Task brief =>
Print exactly those lines that run from the beginning of the data to the line bearing "read task failed", inclusive.

** Supplied information follows **

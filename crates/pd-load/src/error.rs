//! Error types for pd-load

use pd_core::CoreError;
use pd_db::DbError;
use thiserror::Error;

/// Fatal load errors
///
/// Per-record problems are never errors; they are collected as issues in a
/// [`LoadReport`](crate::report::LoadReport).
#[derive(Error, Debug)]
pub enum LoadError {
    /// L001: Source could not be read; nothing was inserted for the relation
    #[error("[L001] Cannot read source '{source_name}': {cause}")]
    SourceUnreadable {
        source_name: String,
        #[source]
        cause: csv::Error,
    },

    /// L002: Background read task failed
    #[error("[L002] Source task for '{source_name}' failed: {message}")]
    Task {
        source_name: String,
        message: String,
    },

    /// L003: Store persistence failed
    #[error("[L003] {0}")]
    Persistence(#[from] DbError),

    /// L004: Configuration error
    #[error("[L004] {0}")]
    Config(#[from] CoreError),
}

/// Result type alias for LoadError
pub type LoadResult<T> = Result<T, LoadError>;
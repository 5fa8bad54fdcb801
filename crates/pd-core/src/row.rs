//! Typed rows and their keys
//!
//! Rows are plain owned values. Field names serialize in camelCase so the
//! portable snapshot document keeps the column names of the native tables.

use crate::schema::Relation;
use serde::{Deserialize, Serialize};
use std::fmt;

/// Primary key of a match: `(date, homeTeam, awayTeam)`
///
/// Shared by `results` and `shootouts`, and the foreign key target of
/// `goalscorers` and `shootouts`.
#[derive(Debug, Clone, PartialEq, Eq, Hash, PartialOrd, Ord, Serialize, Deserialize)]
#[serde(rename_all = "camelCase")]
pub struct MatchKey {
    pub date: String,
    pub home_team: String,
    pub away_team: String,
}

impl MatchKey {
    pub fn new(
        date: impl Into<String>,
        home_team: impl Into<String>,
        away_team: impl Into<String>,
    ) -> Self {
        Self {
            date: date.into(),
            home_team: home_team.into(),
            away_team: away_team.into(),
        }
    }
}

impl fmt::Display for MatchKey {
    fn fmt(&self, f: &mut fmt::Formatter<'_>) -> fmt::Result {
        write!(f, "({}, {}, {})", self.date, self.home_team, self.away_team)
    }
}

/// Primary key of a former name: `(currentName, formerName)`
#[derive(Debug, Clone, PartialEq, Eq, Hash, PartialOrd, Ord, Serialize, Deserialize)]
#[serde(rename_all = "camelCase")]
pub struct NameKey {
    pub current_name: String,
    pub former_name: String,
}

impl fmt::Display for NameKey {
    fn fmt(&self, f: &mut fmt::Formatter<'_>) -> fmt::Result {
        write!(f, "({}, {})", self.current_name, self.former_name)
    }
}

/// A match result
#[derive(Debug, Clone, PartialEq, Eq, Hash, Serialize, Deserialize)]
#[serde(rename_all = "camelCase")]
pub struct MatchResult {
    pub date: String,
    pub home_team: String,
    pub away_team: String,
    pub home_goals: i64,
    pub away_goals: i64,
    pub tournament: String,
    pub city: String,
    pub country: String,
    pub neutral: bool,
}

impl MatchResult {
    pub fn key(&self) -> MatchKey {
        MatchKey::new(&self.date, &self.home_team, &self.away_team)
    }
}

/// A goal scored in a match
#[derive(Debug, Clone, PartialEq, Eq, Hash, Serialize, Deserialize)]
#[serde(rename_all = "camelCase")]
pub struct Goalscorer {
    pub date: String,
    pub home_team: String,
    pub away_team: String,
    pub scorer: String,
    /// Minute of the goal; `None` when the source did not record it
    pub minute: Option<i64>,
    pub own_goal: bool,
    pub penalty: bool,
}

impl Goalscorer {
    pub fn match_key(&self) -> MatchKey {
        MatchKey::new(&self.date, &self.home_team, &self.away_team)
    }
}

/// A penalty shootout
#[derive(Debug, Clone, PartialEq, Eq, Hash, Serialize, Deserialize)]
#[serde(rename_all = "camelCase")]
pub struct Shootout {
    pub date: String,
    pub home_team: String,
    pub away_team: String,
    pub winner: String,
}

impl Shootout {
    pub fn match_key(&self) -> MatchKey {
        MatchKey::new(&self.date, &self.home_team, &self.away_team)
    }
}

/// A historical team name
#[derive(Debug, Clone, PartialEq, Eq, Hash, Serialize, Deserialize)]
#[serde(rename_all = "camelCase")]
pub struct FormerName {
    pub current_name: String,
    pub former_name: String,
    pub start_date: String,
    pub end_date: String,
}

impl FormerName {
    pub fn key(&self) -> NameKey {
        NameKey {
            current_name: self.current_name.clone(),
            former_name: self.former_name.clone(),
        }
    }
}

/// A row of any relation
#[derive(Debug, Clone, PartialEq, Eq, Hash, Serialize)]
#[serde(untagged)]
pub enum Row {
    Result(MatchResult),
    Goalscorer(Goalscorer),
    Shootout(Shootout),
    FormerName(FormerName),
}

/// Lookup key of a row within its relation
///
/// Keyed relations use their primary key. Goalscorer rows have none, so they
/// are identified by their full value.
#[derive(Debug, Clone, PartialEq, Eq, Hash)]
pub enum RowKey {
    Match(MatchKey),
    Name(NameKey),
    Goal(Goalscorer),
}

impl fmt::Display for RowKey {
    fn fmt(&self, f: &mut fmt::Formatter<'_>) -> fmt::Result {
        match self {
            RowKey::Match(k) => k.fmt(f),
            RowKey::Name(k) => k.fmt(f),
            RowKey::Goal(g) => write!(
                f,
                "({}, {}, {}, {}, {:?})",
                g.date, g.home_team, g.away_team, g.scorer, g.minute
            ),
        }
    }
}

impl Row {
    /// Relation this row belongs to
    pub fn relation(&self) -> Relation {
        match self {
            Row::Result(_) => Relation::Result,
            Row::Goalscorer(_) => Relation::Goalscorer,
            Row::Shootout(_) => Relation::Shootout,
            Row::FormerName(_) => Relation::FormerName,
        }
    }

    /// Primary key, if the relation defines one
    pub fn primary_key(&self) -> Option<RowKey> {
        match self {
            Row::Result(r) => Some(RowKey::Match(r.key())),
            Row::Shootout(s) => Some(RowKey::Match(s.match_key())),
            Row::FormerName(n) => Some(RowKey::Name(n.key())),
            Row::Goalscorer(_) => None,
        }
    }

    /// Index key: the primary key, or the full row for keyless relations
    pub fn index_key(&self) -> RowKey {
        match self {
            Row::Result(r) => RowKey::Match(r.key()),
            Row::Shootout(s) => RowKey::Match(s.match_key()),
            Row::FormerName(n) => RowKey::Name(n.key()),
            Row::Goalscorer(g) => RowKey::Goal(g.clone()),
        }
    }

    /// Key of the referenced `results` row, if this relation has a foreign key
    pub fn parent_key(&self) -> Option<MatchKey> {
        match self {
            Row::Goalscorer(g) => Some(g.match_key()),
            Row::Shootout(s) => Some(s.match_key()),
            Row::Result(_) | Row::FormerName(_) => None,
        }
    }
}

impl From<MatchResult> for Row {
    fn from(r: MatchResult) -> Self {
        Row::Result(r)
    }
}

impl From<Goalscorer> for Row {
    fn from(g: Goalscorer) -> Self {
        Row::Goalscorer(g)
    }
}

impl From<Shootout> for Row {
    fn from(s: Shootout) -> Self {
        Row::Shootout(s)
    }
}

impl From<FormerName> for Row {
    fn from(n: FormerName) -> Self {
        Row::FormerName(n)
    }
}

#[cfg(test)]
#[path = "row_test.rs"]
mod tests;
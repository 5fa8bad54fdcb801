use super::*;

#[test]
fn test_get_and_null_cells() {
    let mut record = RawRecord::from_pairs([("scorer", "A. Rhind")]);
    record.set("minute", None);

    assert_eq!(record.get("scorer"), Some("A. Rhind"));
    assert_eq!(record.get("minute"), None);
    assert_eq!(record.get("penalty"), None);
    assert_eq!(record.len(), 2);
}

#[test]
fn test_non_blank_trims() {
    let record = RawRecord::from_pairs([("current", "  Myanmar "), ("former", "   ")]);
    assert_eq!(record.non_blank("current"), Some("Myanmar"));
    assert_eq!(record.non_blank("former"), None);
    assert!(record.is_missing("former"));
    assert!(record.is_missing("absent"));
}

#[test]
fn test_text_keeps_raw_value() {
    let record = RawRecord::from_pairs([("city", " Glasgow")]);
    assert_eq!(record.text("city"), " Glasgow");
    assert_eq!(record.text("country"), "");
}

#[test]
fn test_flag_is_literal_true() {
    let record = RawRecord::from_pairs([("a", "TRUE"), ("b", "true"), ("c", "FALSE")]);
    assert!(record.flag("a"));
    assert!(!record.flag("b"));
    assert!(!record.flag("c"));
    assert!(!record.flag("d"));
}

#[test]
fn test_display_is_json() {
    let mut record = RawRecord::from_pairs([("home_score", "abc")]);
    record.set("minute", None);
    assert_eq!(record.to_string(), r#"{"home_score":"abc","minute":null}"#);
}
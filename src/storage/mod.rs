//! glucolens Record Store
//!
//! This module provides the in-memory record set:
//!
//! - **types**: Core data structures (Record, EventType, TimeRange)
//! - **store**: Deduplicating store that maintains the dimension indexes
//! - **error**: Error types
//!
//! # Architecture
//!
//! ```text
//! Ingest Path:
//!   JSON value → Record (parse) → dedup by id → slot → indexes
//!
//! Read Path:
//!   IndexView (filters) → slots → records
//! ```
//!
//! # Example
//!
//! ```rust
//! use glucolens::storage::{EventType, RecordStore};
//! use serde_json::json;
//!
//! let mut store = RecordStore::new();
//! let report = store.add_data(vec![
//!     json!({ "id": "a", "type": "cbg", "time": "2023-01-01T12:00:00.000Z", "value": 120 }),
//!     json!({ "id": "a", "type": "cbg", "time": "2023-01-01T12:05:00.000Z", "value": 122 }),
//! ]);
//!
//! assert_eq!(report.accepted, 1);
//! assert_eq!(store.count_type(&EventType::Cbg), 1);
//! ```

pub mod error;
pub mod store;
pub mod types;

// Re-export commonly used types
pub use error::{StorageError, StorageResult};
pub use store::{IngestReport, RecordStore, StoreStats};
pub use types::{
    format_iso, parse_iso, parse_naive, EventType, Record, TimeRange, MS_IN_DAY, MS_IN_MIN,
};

** End of Supplied information **

Output =>
filename crates/pd-load/src/error.rs
//! Error types for pd-load

use pd_core::CoreError;
use pd_db::DbError;
use thiserror::Error;

/// Fatal load errors
///
/// Per-record problems are never errors; they are collected as issues in a
/// [`LoadReport`](crate::report::LoadReport).
#[derive(Error, Debug)]
pub enum LoadError {
    /// L001: Source could not be read; nothing was inserted for the relation
    #[error("[L001] Cannot read source '{source_name}': {cause}")]
    SourceUnreadable {
        source_name: String,
        #[source]
        cause: csv::Error,
    },

    /// L002: Background read task failed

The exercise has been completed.